▶ PROBLEM DESCRIPTION
Copy exactly the lines of the material below that run from the one containing "let body = response.text().await.unwrap_or_default();" through the one containing "let latency_ms = start.elapsed().as_millis()". Copy no other lines.

▶ DATA FOR ANALYSIS
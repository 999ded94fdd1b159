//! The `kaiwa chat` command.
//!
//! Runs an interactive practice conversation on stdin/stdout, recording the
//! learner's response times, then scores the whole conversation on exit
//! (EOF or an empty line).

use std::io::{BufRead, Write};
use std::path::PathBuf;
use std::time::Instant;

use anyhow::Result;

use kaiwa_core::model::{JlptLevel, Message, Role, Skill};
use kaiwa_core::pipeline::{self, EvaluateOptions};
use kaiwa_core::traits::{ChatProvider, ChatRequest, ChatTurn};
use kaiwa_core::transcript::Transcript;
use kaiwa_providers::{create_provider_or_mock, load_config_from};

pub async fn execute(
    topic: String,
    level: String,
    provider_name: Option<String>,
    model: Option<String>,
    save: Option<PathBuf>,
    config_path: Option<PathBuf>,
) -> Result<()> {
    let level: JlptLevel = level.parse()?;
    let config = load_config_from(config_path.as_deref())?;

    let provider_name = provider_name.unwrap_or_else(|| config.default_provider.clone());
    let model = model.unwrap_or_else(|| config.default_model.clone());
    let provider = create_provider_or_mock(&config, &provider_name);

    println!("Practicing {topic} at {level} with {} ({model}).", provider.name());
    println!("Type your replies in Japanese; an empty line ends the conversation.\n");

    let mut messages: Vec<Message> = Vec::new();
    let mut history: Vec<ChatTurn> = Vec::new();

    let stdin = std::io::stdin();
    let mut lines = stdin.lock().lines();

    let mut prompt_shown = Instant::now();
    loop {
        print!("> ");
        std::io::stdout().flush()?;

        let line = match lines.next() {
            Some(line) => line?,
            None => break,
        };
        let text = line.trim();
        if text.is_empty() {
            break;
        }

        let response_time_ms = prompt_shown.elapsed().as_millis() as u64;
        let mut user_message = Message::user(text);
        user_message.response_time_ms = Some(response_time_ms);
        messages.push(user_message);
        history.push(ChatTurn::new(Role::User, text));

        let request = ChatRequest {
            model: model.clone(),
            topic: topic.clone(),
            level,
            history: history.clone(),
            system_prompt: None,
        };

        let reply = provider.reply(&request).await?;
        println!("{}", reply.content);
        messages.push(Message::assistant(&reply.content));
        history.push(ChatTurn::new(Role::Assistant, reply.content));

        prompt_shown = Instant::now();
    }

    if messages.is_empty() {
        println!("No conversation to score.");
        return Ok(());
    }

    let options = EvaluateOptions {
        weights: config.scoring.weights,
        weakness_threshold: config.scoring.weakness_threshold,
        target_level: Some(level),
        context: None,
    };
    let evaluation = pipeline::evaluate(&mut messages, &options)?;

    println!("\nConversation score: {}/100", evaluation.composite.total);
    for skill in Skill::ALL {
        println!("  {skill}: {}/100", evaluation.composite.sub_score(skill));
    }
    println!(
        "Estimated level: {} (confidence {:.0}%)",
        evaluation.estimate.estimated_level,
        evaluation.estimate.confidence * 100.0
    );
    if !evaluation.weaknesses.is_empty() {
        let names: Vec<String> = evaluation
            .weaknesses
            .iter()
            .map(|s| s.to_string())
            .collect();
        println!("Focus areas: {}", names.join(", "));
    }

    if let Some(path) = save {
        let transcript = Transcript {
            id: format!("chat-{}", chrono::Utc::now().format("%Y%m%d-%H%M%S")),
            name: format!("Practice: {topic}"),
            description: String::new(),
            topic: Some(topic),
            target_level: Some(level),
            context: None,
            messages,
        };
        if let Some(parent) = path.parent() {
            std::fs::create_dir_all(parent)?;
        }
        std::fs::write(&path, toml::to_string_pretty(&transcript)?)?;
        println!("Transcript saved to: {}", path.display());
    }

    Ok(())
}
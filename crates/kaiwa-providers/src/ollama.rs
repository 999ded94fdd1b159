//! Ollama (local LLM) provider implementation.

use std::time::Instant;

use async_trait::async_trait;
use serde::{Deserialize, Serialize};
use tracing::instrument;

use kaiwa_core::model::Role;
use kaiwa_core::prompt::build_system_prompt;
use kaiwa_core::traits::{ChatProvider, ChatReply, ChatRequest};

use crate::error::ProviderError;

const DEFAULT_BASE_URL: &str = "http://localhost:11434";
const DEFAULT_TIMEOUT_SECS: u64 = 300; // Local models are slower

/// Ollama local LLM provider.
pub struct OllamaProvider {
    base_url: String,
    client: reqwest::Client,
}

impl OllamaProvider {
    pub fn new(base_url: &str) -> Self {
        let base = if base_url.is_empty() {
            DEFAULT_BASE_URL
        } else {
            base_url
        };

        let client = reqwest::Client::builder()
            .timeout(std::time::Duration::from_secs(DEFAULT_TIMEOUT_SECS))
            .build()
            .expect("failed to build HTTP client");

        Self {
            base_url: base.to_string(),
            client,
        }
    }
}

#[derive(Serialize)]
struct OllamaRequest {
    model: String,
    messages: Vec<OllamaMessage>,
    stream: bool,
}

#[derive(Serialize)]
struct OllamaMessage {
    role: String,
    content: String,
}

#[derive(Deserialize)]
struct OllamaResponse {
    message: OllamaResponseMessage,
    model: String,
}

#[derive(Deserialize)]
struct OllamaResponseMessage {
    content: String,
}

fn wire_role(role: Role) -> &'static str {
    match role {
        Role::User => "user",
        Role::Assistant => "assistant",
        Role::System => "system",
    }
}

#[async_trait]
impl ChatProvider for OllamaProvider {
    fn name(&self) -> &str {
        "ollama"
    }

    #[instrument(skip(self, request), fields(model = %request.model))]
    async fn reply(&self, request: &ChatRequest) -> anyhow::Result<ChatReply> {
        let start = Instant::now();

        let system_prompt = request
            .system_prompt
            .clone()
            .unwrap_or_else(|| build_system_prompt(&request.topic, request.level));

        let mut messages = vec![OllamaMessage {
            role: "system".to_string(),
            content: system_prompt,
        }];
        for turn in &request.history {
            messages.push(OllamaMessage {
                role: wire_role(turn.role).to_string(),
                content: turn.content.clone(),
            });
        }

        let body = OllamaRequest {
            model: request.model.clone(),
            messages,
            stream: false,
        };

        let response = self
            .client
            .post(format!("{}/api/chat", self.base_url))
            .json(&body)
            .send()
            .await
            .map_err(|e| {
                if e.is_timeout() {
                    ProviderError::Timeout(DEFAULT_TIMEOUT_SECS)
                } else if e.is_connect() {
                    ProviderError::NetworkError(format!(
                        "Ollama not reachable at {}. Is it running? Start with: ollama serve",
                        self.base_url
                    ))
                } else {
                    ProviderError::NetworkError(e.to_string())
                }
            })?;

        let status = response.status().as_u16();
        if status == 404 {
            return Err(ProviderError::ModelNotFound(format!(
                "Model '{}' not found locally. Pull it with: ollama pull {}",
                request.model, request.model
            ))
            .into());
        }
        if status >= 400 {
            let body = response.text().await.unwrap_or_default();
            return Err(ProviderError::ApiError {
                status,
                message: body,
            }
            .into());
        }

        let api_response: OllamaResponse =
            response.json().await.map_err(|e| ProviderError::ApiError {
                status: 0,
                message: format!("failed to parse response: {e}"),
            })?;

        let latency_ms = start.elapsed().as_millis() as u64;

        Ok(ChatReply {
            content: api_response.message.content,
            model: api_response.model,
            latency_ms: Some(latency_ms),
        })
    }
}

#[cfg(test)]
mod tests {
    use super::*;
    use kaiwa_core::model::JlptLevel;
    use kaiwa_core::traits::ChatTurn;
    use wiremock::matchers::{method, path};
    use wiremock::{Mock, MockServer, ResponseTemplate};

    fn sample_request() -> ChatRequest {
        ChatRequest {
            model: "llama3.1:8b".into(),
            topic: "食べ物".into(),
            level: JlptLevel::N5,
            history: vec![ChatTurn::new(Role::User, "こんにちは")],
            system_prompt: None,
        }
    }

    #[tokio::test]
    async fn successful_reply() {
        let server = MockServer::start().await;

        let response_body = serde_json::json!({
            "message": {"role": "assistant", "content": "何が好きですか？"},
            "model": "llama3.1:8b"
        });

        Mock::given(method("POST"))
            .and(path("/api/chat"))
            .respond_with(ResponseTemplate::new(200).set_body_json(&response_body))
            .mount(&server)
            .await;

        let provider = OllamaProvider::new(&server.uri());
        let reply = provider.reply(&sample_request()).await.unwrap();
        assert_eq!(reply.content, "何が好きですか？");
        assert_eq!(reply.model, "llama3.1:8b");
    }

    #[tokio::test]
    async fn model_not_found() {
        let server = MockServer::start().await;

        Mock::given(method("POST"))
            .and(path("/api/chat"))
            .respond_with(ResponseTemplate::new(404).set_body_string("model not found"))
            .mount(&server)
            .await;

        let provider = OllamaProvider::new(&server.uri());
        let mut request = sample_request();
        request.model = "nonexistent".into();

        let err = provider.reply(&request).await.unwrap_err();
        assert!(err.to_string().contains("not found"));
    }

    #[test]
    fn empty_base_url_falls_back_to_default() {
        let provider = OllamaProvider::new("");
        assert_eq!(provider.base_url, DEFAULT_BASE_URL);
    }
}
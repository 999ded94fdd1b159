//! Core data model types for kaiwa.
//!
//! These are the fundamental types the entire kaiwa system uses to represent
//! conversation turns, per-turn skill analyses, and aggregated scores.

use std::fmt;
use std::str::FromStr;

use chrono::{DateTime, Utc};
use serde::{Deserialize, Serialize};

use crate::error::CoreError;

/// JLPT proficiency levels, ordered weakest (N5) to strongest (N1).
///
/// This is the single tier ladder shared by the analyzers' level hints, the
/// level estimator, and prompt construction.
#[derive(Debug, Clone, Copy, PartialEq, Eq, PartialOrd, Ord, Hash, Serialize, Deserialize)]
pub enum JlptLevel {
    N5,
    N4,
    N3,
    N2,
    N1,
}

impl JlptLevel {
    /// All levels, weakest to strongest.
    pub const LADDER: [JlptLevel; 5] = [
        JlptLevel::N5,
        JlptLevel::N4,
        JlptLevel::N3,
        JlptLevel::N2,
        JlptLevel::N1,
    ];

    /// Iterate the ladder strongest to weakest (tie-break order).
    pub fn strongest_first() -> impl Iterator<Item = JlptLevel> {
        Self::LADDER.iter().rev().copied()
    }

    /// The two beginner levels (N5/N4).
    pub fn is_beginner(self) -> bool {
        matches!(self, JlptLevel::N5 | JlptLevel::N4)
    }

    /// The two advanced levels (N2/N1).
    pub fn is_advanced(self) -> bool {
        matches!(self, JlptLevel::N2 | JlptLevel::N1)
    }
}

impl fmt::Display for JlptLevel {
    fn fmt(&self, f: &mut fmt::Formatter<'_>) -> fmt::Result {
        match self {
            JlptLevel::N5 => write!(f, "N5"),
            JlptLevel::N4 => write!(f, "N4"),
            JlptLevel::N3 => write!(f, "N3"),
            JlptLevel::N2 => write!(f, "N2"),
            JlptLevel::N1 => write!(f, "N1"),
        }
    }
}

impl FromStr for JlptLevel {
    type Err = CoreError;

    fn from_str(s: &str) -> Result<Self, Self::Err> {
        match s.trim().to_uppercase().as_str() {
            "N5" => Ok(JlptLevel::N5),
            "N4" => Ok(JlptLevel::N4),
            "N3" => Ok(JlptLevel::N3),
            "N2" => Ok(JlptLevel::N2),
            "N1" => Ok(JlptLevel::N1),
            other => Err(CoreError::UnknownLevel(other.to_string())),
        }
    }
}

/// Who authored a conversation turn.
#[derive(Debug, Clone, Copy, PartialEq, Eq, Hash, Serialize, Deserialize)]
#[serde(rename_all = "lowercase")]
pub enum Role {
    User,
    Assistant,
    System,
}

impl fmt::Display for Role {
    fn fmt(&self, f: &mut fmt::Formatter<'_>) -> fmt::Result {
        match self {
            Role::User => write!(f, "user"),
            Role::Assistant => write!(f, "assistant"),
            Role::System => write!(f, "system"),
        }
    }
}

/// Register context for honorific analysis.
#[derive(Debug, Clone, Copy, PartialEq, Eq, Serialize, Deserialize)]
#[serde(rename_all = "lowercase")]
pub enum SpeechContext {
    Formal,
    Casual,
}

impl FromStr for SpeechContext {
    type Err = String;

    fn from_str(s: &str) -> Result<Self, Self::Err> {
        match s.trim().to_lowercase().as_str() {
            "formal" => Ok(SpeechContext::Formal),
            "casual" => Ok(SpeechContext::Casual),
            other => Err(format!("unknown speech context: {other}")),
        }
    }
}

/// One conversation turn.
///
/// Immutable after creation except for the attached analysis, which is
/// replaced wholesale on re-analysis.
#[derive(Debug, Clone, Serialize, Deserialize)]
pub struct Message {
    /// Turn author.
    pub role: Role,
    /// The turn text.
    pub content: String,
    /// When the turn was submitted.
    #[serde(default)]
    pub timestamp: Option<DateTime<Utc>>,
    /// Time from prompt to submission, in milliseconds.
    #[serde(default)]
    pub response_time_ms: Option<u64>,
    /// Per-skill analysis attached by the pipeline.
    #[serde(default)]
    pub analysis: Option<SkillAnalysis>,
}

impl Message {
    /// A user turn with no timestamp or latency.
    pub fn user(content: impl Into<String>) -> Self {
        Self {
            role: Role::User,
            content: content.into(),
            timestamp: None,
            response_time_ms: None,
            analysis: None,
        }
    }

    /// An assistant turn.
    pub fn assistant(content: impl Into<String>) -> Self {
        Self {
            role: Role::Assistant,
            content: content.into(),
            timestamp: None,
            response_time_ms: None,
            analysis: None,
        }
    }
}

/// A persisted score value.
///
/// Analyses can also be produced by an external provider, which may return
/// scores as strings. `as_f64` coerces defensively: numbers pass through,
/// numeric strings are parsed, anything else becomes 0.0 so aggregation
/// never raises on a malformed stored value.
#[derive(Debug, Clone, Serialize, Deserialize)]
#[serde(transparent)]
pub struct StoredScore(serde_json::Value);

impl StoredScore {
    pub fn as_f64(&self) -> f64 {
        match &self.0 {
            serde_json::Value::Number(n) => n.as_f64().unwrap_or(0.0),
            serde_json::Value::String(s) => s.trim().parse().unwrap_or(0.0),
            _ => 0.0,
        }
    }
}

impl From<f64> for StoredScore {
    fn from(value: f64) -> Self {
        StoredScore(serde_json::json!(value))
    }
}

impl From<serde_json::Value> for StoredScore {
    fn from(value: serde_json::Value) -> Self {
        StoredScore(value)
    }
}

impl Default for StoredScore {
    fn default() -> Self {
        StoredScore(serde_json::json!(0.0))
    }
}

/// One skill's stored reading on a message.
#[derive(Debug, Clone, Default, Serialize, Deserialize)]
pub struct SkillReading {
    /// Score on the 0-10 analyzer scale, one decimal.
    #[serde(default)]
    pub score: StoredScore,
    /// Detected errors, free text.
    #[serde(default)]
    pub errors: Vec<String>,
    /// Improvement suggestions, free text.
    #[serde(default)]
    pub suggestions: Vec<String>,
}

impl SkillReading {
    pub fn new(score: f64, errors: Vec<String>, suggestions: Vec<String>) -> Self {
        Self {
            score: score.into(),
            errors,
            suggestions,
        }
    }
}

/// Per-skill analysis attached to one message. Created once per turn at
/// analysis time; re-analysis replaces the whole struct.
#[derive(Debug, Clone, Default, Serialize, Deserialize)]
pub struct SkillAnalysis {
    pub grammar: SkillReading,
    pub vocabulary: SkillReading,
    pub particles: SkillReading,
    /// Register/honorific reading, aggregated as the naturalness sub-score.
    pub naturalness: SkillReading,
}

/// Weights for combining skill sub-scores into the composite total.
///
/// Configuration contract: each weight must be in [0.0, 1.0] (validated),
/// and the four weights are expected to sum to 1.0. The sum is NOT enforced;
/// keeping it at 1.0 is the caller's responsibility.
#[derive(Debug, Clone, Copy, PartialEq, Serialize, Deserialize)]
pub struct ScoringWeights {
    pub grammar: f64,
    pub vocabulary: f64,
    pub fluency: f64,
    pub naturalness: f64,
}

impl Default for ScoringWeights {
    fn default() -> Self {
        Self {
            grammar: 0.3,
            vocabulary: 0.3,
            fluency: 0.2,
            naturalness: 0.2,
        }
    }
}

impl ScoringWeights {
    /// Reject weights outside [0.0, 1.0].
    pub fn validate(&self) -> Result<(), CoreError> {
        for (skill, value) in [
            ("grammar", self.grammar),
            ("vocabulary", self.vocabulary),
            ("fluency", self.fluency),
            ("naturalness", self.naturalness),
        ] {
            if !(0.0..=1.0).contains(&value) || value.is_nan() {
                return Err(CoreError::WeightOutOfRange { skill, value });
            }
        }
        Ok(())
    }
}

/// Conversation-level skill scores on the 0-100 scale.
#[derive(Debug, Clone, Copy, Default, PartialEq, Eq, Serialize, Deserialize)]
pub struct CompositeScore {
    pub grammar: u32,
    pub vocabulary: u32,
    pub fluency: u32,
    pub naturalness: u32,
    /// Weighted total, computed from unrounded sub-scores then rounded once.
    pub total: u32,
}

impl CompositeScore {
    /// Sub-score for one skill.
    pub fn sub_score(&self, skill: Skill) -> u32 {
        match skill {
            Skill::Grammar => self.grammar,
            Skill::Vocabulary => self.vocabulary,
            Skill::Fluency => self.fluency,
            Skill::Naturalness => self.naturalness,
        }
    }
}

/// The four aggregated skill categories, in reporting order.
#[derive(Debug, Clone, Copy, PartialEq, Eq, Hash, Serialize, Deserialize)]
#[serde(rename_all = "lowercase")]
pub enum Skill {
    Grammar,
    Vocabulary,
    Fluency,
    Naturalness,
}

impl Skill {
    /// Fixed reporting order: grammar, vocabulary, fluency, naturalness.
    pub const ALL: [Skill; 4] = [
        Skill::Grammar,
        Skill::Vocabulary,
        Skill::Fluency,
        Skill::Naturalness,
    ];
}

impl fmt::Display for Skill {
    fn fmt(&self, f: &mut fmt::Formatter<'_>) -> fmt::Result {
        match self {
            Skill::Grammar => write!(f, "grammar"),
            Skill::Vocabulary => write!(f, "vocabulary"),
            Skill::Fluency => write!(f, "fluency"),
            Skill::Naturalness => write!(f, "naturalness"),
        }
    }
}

▶ TASK OUTPUT
            let body = response.text().await.unwrap_or_default();
            return Err(ProviderError::ApiError {
                status,
                message: body,
            }
            .into());
        }

        let api_response: OllamaResponse =
            response.json().await.map_err(|e| ProviderError::ApiError {
                status: 0,
                message: format!("failed to parse response: {e}"),
            })?;

        let latency_ms = start.elapsed().as_millis() as u64;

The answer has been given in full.